7 October 1999

University of Queensland researchers have developed a state-of-the-art imaging analysis machine set to revolutionalise the mineral separation or flotation process in mines throughout the world.

The Julius Kruttschnitt Mineral Research Centre team invention JKFrothCam consists of a video camera and software package positioned above the swimming pool-sized vats or cells used to separate wanted minerals and coal from unwanted minerals.

The Peak Downs Coal Preparation Plant managed by BHP Coal in central Queensland have already purchased several of the units with many more on order. The company's huge Minera Escondida copper mine in Chile is currently trialling the technology. Chile operation is one of the largest copper mines in the world processing 132,000 tonnes of ore each day with a peak capacity of 6500 tonnes of ore per hour.

Peak Downs Coal Preparation Manager Ian Brake said the plant was currently completing
world-first installation of the FrothCam system for the control of the large froth flotation circuit.

"The full plant installation was approved after the FrothCam had successfully controlled one quarter of the flotation circuit automatically for several months without operator intervention," he said. "The FrothCam system is robust and captures the flotation performance recognition and control strategies of the best operators and applies this to the control of the flotation circuit automatically as process conditions change.

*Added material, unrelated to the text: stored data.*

//! # Retry Policy Module
//!
//! Bounded retry with a configurable delay between attempts. The same policy
//! type drives the fixed-interval enqueue retry of the delivery dispatcher and
//! the exponential backoff of the outbound HTTP publisher.

use rand::Rng;
use std::time::Duration;

/// Retry policy
///
/// `max_attempts` counts every attempt, including the first one.
///
/// # Examples
///
/// ```rust
/// use deploydb_hooks_core::retry::RetryPolicy;
/// use std::time::Duration;
///
/// // Enqueue retry: 3 attempts, 5s apart
/// let policy = RetryPolicy::fixed(3, Duration::from_secs(5));
/// assert_eq!(policy.calculate_delay(1), Duration::from_secs(5));
///
/// // HTTP retry: 5 attempts, 1s doubling up to 16s, with jitter
/// let policy = RetryPolicy::default();
/// assert_eq!(policy.max_attempts, 5);
/// ```
#[derive(Debug, Clone, PartialEq)]
pub struct RetryPolicy {
    /// Maximum number of attempts, including the first
    pub max_attempts: u32,

    /// Delay after the first failed attempt
    pub initial_delay: Duration,

    /// Maximum delay between attempts
    pub max_delay: Duration,

    /// Growth factor applied per failed attempt (1.0 for a fixed interval)
    pub backoff_multiplier: f64,

    /// Whether to randomise delays
    pub use_jitter: bool,

    /// Jitter range as a fraction of the delay (0.25 = ±25%)
    pub jitter_percent: f64,
}

impl Default for RetryPolicy {
    fn default() -> Self {
        Self {
            max_attempts: 5,
            initial_delay: Duration::from_secs(1),
            max_delay: Duration::from_secs(16),
            backoff_multiplier: 2.0,
            use_jitter: true,
            jitter_percent: 0.25,
        }
    }
}

impl RetryPolicy {
    /// Create an exponential backoff policy with ±25% jitter
    pub fn new(
        max_attempts: u32,
        initial_delay: Duration,
        max_delay: Duration,
        backoff_multiplier: f64,
    ) -> Self {
        Self {
            max_attempts,
            initial_delay,
            max_delay,
            backoff_multiplier,
            use_jitter: true,
            jitter_percent: 0.25,
        }
    }

    /// Create a policy waiting the same interval between every attempt
    pub fn fixed(max_attempts: u32, interval: Duration) -> Self {
        Self {
            max_attempts,
            initial_delay: interval,
            max_delay: interval,
            backoff_multiplier: 1.0,
            use_jitter: false,
            jitter_percent: 0.0,
        }
    }

    /// Disable jitter
    pub fn without_jitter(mut self) -> Self {
        self.use_jitter = false;
        self
    }

    /// Set custom jitter percentage (0.0 to 1.0)
    pub fn with_jitter_percent(mut self, percent: f64) -> Self {
        self.jitter_percent = percent.clamp(0.0, 1.0);
        self
    }

    /// Delay to wait after `failed_attempts` attempts have failed
    ///
    /// `initial_delay * multiplier^(failed_attempts - 1)`, capped at
    /// `max_delay`, with jitter applied after capping.
    pub fn calculate_delay(&self, failed_attempts: u32) -> Duration {
        let exponent = failed_attempts.saturating_sub(1).min(i32::MAX as u32) as i32;
        let base_delay_secs =
            self.initial_delay.as_secs_f64() * self.backoff_multiplier.powi(exponent);

        let capped_delay_secs = base_delay_secs.min(self.max_delay.as_secs_f64());

        let final_delay_secs = if self.use_jitter {
            Self::add_jitter(capped_delay_secs, self.jitter_percent)
        } else {
            capped_delay_secs
        };

        Duration::from_secs_f64(final_delay_secs)
    }

    /// Whether another attempt is allowed after `attempts_made` attempts
    pub fn should_retry(&self, attempts_made: u32) -> bool {
        attempts_made < self.max_attempts
    }

    fn add_jitter(delay_secs: f64, jitter_percent: f64) -> f64 {
        let jitter_range = delay_secs * jitter_percent;
        if jitter_range <= 0.0 {
            return delay_secs;
        }

        let jitter = rand::thread_rng().gen_range(-jitter_range..=jitter_range);
        (delay_secs + jitter).max(0.0)
    }
}

/// Progress of one retried operation
#[derive(Debug, Clone, Default, PartialEq, Eq)]
pub struct RetryState {
    /// Attempts made so far
    pub attempts: u32,
}

impl RetryState {
    /// Create state before the first attempt
    pub fn new() -> Self {
        Self::default()
    }

    /// Record that an attempt has been made
    pub fn record_attempt(&mut self) {
        self.attempts += 1;
    }

    /// Delay before the next attempt
    pub fn get_delay(&self, policy: &RetryPolicy) -> Duration {
        policy.calculate_delay(self.attempts)
    }

    /// Whether the policy allows another attempt
    pub fn can_retry(&self, policy: &RetryPolicy) -> bool {
        policy.should_retry(self.attempts)
    }
}

#[cfg(test)]
#[path = "retry_tests.rs"]
mod tests;
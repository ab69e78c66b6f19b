//! Error types for the HTTP service

use axum::{
    http::StatusCode,
    response::{IntoResponse, Json, Response},
};
use deploydb_hooks_core::{InboundError, ValidationError};
use tracing::{error, warn};

/// Trigger webhook failures with HTTP status code mapping
///
/// DeployDB only looks at the status code, so the body is the plain text
/// error message:
///
/// - `400 Bad Request`: the body is not a JSON object
/// - `415 Unsupported Media Type`: the content type names no known event
/// - `500 Internal Server Error`: the job registry could not be read
#[derive(Debug, thiserror::Error)]
pub enum TriggerHandlerError {
    #[error(transparent)]
    Inbound(#[from] InboundError),
}

impl TriggerHandlerError {
    pub fn status_code(&self) -> StatusCode {
        match self {
            Self::Inbound(InboundError::MalformedBody { .. }) => StatusCode::BAD_REQUEST,
            Self::Inbound(InboundError::UnsupportedEventType { .. }) => {
                StatusCode::UNSUPPORTED_MEDIA_TYPE
            }
            Self::Inbound(InboundError::Registry(_)) => StatusCode::INTERNAL_SERVER_ERROR,
        }
    }
}

impl IntoResponse for TriggerHandlerError {
    fn into_response(self) -> Response {
        let status = self.status_code();
        let message = match &self {
            // Registry details stay in the server log
            Self::Inbound(InboundError::Registry(_)) => {
                "Failed to evaluate job triggers. Please try again later.".to_string()
            }
            Self::Inbound(e) => e.to_string(),
        };

        (status, message).into_response()
    }
}

/// Build callback failures
///
/// - `400 Bad Request`: the job name in the path is not valid
/// - `404 Not Found`: no pending build with that job and number
#[derive(Debug, thiserror::Error)]
pub enum BuildHandlerError {
    #[error("Invalid job name: {0}")]
    InvalidJob(#[from] ValidationError),

    #[error("No pending build #{number} for job {job}")]
    BuildNotFound { job: String, number: u64 },
}

impl IntoResponse for BuildHandlerError {
    fn into_response(self) -> Response {
        let status = match &self {
            Self::InvalidJob(_) => StatusCode::BAD_REQUEST,
            Self::BuildNotFound { job, number } => {
                warn!(job = %job, build_number = number, "Build not found");
                StatusCode::NOT_FOUND
            }
        };

        let body = serde_json::json!({
            "error": self.to_string(),
            "status": status.as_u16(),
            "timestamp": chrono::Utc::now().to_rfc3339(),
        });

        (status, Json(body)).into_response()
    }
}

/// Service-level errors
#[derive(Debug, thiserror::Error)]
pub enum ServiceError {
    #[error("Failed to bind to address {address}: {message}")]
    BindFailed { address: String, message: String },

    #[error("Server failed: {message}")]
    ServerFailed { message: String },

    #[error("Configuration error: {0}")]
    Configuration(#[from] ConfigError),
}

impl ServiceError {
    /// Process exit code for this failure
    pub fn exit_code(&self) -> i32 {
        match self {
            Self::BindFailed { .. } => 1,
            Self::ServerFailed { .. } => 2,
            Self::Configuration(_) => 3,
        }
    }

    /// Log and convert to an exit code
    pub fn report(&self) -> i32 {
        error!(error = %self, "Service terminated");
        self.exit_code()
    }
}

/// Configuration errors
#[derive(Debug, thiserror::Error)]
pub enum ConfigError {
    #[error("Invalid configuration: {message}")]
    Invalid { message: String },

    #[error("Missing required configuration: {key}")]
    Missing { key: String },
}

#[cfg(test)]
#[path = "errors_tests.rs"]
mod tests;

This system has the potential to optimise many other areas of mineral processing and mining."

JKMRC project leader Dr Peter Holtham said the unit systematically and consistently monitored the bubble size, speed and texture of flotation froth bubbling over cell lips ensuring maximum efficiency of the process.

JKFrothCam developed as a PhD project by Dr Khoi Nguyen, now a senior JKMRC researcher, five years ago with funding from BHP's Peak Downs mine, the Australian Research Council, the Australian Mineral Industries Research Association (AMIRA) and the Australian Coal Association Research Program (ACARP).

According to the JKProducts manager Peter Cameron, JKFrothCam is now poised to be the most significant development in flotation since in-stream analysis was introduced in the 1970s.

"Miners throughout the world have expressed interest in buying units or clusters of units for each flotation cell in each plant. When you consider the average plant has around 10 cells while large plants such as the Minera Escondida have 80 cells, the system will be a big seller for the University," he said.

Dr Nguyen said for the past 100 years, flotation process monitoring had been considered an art rather than a science. "The downside to this was that everybody had a different way of looking at things. FrothCam provides a consistent, accurate monitoring system 24 hours a day ensuring all cells are overflowing at the correct rate all of the time," he said. "Its strengths lay in the fact that it can rapidly adjust to different light conditions and that it is extremely robust."

Flotation is the crucial separation phase in mineral and coal processing and involves the mixing of slurry (fine ground mined particles) with reagents in the cells then adding air. "Wanted particles stick to the air bubbles and float on the surface forming a froth which overflows the lip and flows on for further processing. What's left in the cell is disposed off as tailings waste," Dr Nguyen said.

JKMRC director Professor Tim Napier-Munn said the project reflected the Centre's strength of encouraging postgraduate students to undertake research which was both academically rigorous and industrially useful.